§ **EXERCISE DESCRIPTION**
For the data below, restate word for word only the lines from the line containing "struct Small(Vec<u8>);" through the line containing "let back = (all(&v)", both ends included.

(Extracted data entries)
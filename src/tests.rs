use std::collections::BTreeSet;

use quickcheck::{quickcheck, Arbitrary, Gen, TestResult};
use rand::Rng;

use crate::adaptor::{chunk, drop, join, remove_if, take};
use crate::source::{iota, seq};
use crate::view::{all, RandomAccessView, SizedView, View};

/// A chunk size in `1..8`.
#[derive(Clone, Copy, Debug)]
struct ChunkSize(usize);

impl Arbitrary for ChunkSize {
    fn arbitrary<G: Gen>(g: &mut G) -> ChunkSize {
        ChunkSize(g.gen_range(1, 8))
    }

    fn shrink(&self) -> Box<dyn Iterator<Item = ChunkSize>> {
        Box::new((1..self.0).rev().map(ChunkSize))
    }
}

/// A small sequence over a small alphabet, so that delimiters and repeats
/// are common.
#[derive(Clone, Debug)]
struct Small(Vec<u8>);

impl Arbitrary for Small {
    fn arbitrary<G: Gen>(g: &mut G) -> Small {
        let size = g.gen_range(0, 20);
        Small((0..size).map(|_| g.gen_range(0, 4)).collect())
    }

    fn shrink(&self) -> Box<dyn Iterator<Item = Small>> {
        Box::new(self.0.shrink().map(Small))
    }
}

#[test]
fn prop_filter_remove_duality() {
    fn p(v: Vec<i32>, m: u8) -> bool {
        let m = (m % 5 + 1) as i32;
        let kept = all(&v).filter(|x| **x % m == 0).to_vec();
        let removed = (all(&v) | remove_if(move |x: &&i32| **x % m != 0))
            .to_vec();
        kept == removed
    }
    quickcheck(p as fn(Vec<i32>, u8) -> bool)
}

#[test]
fn prop_take_drop_complement() {
    fn p(v: Vec<i32>, k: usize) -> bool {
        let k = k % (v.len() + 1);
        let front = (all(&v) | take(k)).to_vec();
        let back = (all(&v) | drop(k)).to_vec();
        let whole = seq(front.into_iter()).concat(seq(back.into_iter()));
        whole.to_vec() == v.iter().collect::<Vec<_>>()
    }
    quickcheck(p as fn(Vec<i32>, usize) -> bool)
}

#[test]
fn prop_take_drop_generic_matches_slice() {
    fn p(v: Vec<i32>, k: usize) -> bool {
        let k = k % (v.len() + 2);
        let slice = all(&v).take_last(k).to_vec();
        let generic = seq(v.iter()).take_last(k).to_vec();
        let dropped = all(&v).drop_last(k).to_vec();
        let generic_dropped = seq(v.iter()).drop_last(k).to_vec();
        slice == generic && dropped == generic_dropped
    }
    quickcheck(p as fn(Vec<i32>, usize) -> bool)
}

#[test]
fn prop_reverse_involution() {
    fn p(v: Vec<i32>) -> bool {
        let twice = all(&v).reverse().reverse().to_vec();
        twice == v.iter().collect::<Vec<_>>()
    }
    quickcheck(p as fn(Vec<i32>) -> bool)
}

#[test]
fn prop_transform_identity() {
    fn p(v: Vec<i32>) -> bool {
        let same = all(&v).transform(|x| x).to_vec();
        let back = iota(0, v.len()).transform(|i| i).reverse().to_vec();
        let at_each = (0..v.len())
            .all(|i| all(&v).transform(|x| x).get(i) == v.get(i));
        same == v.iter().collect::<Vec<_>>()
            && back == (0..v.len()).rev().collect::<Vec<_>>()
            && at_each
    }
    quickcheck(p as fn(Vec<i32>) -> bool)
}

#[test]
fn prop_chunk_coverage() {
    fn p(v: Vec<i32>, n: ChunkSize) -> bool {
        let n = n.0;
        let flat = (all(&v) | chunk(n) | join()).to_vec();
        let sizes = all(&v).chunk(n).transform(|c| c.size()).to_vec();
        let generic_sizes = seq(v.iter()).chunk(n).transform(|c| c.size());
        let full = sizes.iter().rev().skip(1).all(|&s| s == n);
        flat == v.iter().collect::<Vec<_>>()
            && full
            && generic_sizes.to_vec() == sizes
    }
    quickcheck(p as fn(Vec<i32>, ChunkSize) -> bool)
}

#[test]
fn prop_text_chunk_coverage() {
    fn p(s: String, n: ChunkSize) -> bool {
        let n = n.0;
        let pieces: Vec<&str> =
            all(&s).chunk(n).transform(|t| t.as_str()).to_vec();
        let widths: Vec<usize> =
            pieces.iter().map(|p| p.chars().count()).collect();
        pieces.concat() == s
            && widths.iter().all(|&w| w > 0 && w <= n)
            && widths.iter().rev().skip(1).all(|&w| w == n)
    }
    quickcheck(p as fn(String, ChunkSize) -> bool)
}

#[test]
fn prop_split_piece_count() {
    fn p(v: Small) -> bool {
        let delims = v.0.iter().filter(|&&x| x == 0).count();
        let pieces = all(&v.0).split(&0u8).count();
        let generic = seq(v.0.iter()).split(&0u8).count();
        pieces == delims + 1 && generic == delims + 1
    }
    quickcheck(p as fn(Small) -> bool)
}

#[test]
fn prop_split_text_matches_std() {
    fn p(s: String) -> bool {
        let got: Vec<String> = all(&s)
            .split('a')
            .transform(|piece| piece.as_str().to_string())
            .to_vec();
        let want: Vec<String> = s.split('a').map(String::from).collect();
        got == want
    }
    quickcheck(p as fn(String) -> bool)
}

#[test]
fn prop_enumerate_indices() {
    fn p(v: Vec<char>) -> bool {
        all(&v)
            .enumerate()
            .into_cursor()
            .all(|(i, c)| *c == v[i])
            && all(&v).enumerate().count() == v.len()
    }
    quickcheck(p as fn(Vec<char>) -> bool)
}

#[test]
fn prop_sorted_set_ops_match_btreeset() {
    fn p(a: BTreeSet<u8>, b: BTreeSet<u8>) -> bool {
        let (va, vb): (Vec<u8>, Vec<u8>) =
            (a.iter().cloned().collect(), b.iter().cloned().collect());
        let union = all(&va).set_union(&vb).to_vec();
        let inter = all(&va).set_intersection(&vb).to_vec();
        let diff = all(&va).set_difference(&vb).to_vec();
        let sym = all(&va).set_symmetric_difference(&vb).to_vec();
        union == a.union(&b).collect::<Vec<_>>()
            && inter == a.intersection(&b).collect::<Vec<_>>()
            && diff == a.difference(&b).collect::<Vec<_>>()
            && sym == a.symmetric_difference(&b).collect::<Vec<_>>()
    }
    quickcheck(p as fn(BTreeSet<u8>, BTreeSet<u8>) -> bool)
}

#[test]
fn prop_unsorted_agrees_with_sorted_on_sets() {
    fn p(a: BTreeSet<u8>, b: BTreeSet<u8>) -> bool {
        let (va, vb): (Vec<u8>, Vec<u8>) =
            (a.iter().cloned().collect(), b.iter().cloned().collect());
        let inter = all(&va).set_intersection_unsorted(&vb).to_vec();
        let diff = all(&va).set_difference_unsorted(&vb).to_vec();
        let union: BTreeSet<&u8> =
            all(&va).set_union_unsorted(&vb).to();
        let sym: BTreeSet<&u8> =
            all(&va).set_symmetric_difference_unsorted(&vb).to();
        inter == all(&va).set_intersection(&vb).to_vec()
            && diff == all(&va).set_difference(&vb).to_vec()
            && union == a.union(&b).collect::<BTreeSet<_>>()
            && sym == a.symmetric_difference(&b).collect::<BTreeSet<_>>()
    }
    quickcheck(p as fn(BTreeSet<u8>, BTreeSet<u8>) -> bool)
}

#[test]
fn prop_interleave_lengths() {
    fn p(a: Vec<u8>, b: Vec<u8>) -> bool {
        let short = all(&a).interleave(&b);
        let long = all(&a).interleave_extend(&b);
        short.size() == short.cursor().count()
            && long.size() == a.len() + b.len()
            && long.to_vec().len() == a.len() + b.len()
    }
    quickcheck(p as fn(Vec<u8>, Vec<u8>) -> bool)
}

#[test]
fn prop_intersperse_size() {
    fn p(v: Vec<u8>) -> bool {
        let view = all(&v).intersperse(&0);
        let want = (2 * v.len()).saturating_sub(1);
        view.size() == want && view.count() == want
    }
    quickcheck(p as fn(Vec<u8>) -> bool)
}

#[test]
fn prop_duplicates_only_repeats() {
    fn p(v: Small) -> bool {
        let dups = all(&v.0).duplicates().to_vec();
        let count = |x: u8| v.0.iter().filter(|&&y| y == x).count();
        let emitted = |x: u8| dups.iter().filter(|&&&y| y == x).count();
        (0..4).all(|x| {
            let n = count(x);
            emitted(x) == if n >= 2 { n } else { 0 }
        })
    }
    quickcheck(p as fn(Small) -> bool)
}

#[test]
fn prop_cycle_take_wraps() {
    fn p(v: Vec<u8>, k: u8) -> TestResult {
        if v.is_empty() {
            return TestResult::discard();
        }
        let k = k as usize;
        let got = all(&v).cycle().take(k).to_vec();
        let want: Vec<&u8> = v.iter().cycle().take(k).collect();
        TestResult::from_bool(got == want)
    }
    quickcheck(p as fn(Vec<u8>, u8) -> TestResult)
}
/*!
Callables bound into views: predicates, comparators and projections.

Views accept ordinary closures for every callable parameter. The traits in
this module exist so that a view can also be parameterized by a small named
callable (negation, equality against a value, natural ordering, ordering by
a projected key) without boxing. Each trait has a blanket implementation
for the matching closure signature.
*/

use std::borrow::Borrow;
use std::cmp::Ordering;
use std::fmt;
use std::marker::PhantomData;

/// A callable that decides whether an element is valid.
pub trait Predicate<T> {
    /// Evaluate the predicate on `item`.
    fn test(&mut self, item: &T) -> bool;
}

impl<T, F: FnMut(&T) -> bool> Predicate<T> for F {
    #[inline]
    fn test(&mut self, item: &T) -> bool {
        self(item)
    }
}

/// Negates a predicate.
///
/// This is what turns `filter` into `remove_if`.
#[derive(Clone, Copy, Debug)]
pub struct Not<P>(pub P);

impl<T, P: Predicate<T>> Predicate<T> for Not<P> {
    #[inline]
    fn test(&mut self, item: &T) -> bool {
        !self.0.test(item)
    }
}

/// Tests elements for equality against a fixed value.
///
/// Any element type that can be borrowed as `D` is accepted, so the same
/// value works for views of `D` and views of `&D`.
#[derive(Clone, Copy, Debug)]
pub struct Equals<D>(pub D);

impl<T: Borrow<D>, D: PartialEq> Predicate<T> for Equals<D> {
    #[inline]
    fn test(&mut self, item: &T) -> bool {
        Borrow::<D>::borrow(item) == &self.0
    }
}

/// A strict weak ordering over elements.
pub trait Compare<T> {
    /// Compare `a` with `b`.
    fn compare(&mut self, a: &T, b: &T) -> Ordering;
}

impl<T, F: FnMut(&T, &T) -> Ordering> Compare<T> for F {
    #[inline]
    fn compare(&mut self, a: &T, b: &T) -> Ordering {
        self(a, b)
    }
}

/// The ordering given by `Ord`.
#[derive(Clone, Copy, Debug, Default)]
pub struct Natural;

impl<T: Ord> Compare<T> for Natural {
    #[inline]
    fn compare(&mut self, a: &T, b: &T) -> Ordering {
        a.cmp(b)
    }
}

/// The ordering given by `Ord` on a projected key.
///
/// The projection is invoked once per operand of every comparison.
#[derive(Clone, Copy)]
pub struct ByKey<F>(pub F);

impl<T, K: Ord, F: FnMut(&T) -> K> Compare<T> for ByKey<F> {
    #[inline]
    fn compare(&mut self, a: &T, b: &T) -> Ordering {
        let ka = (self.0)(a);
        let kb = (self.0)(b);
        ka.cmp(&kb)
    }
}

impl<F> fmt::Debug for ByKey<F> {
    fn fmt(&self, f: &mut fmt::Formatter<'_>) -> fmt::Result {
        f.debug_tuple("ByKey").field(&TypeName::<F>::new()).finish()
    }
}

/// Renders a type's name in `Debug` output.
///
/// Closures have no useful `Debug` representation, so views that carry one
/// print the closure's type name instead.
pub(crate) struct TypeName<T: ?Sized>(PhantomData<fn() -> *const T>);

impl<T: ?Sized> TypeName<T> {
    pub(crate) fn new() -> TypeName<T> {
        TypeName(PhantomData)
    }
}

impl<T: ?Sized> fmt::Debug for TypeName<T> {
    fn fmt(&self, f: &mut fmt::Formatter<'_>) -> fmt::Result {
        f.write_str(std::any::type_name::<T>())
    }
}

#[cfg(test)]
mod tests {
    use std::cmp::Ordering;

    use super::{ByKey, Compare, Equals, Natural, Not, Predicate};

    #[test]
    fn equals_accepts_borrowed_elements() {
        let mut eq = Equals(3);
        assert!(eq.test(&3));
        assert!(eq.test(&&3));
        assert!(!eq.test(&&4));
    }

    #[test]
    fn not_negates() {
        let mut odd = Not(|x: &i32| x % 2 == 0);
        assert!(odd.test(&1));
        assert!(!odd.test(&2));
    }

    #[test]
    fn by_key_projects() {
        let mut cmp = ByKey(|s: &&str| s.len());
        assert_eq!(cmp.compare(&"ab", &"c"), Ordering::Greater);
        assert_eq!(Natural.compare(&1, &2), Ordering::Less);
    }
}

§ **ANSWER BOX**
struct Small(Vec<u8>);

impl Arbitrary for Small {
    fn arbitrary<G: Gen>(g: &mut G) -> Small {
        let size = g.gen_range(0, 20);
        Small((0..size).map(|_| g.gen_range(0, 4)).collect())
    }

    fn shrink(&self) -> Box<dyn Iterator<Item = Small>> {
        Box::new(self.0.shrink().map(Small))
    }
}

#[test]
fn prop_filter_remove_duality() {
    fn p(v: Vec<i32>, m: u8) -> bool {
        let m = (m % 5 + 1) as i32;
        let kept = all(&v).filter(|x| **x % m == 0).to_vec();
        let removed = (all(&v) | remove_if(move |x: &&i32| **x % m != 0))
            .to_vec();
        kept == removed
    }
    quickcheck(p as fn(Vec<i32>, u8) -> bool)
}

#[test]
fn prop_take_drop_complement() {
    fn p(v: Vec<i32>, k: usize) -> bool {
        let k = k % (v.len() + 1);
        let front = (all(&v) | take(k)).to_vec();
        let back = (all(&v) | drop(k)).to_vec();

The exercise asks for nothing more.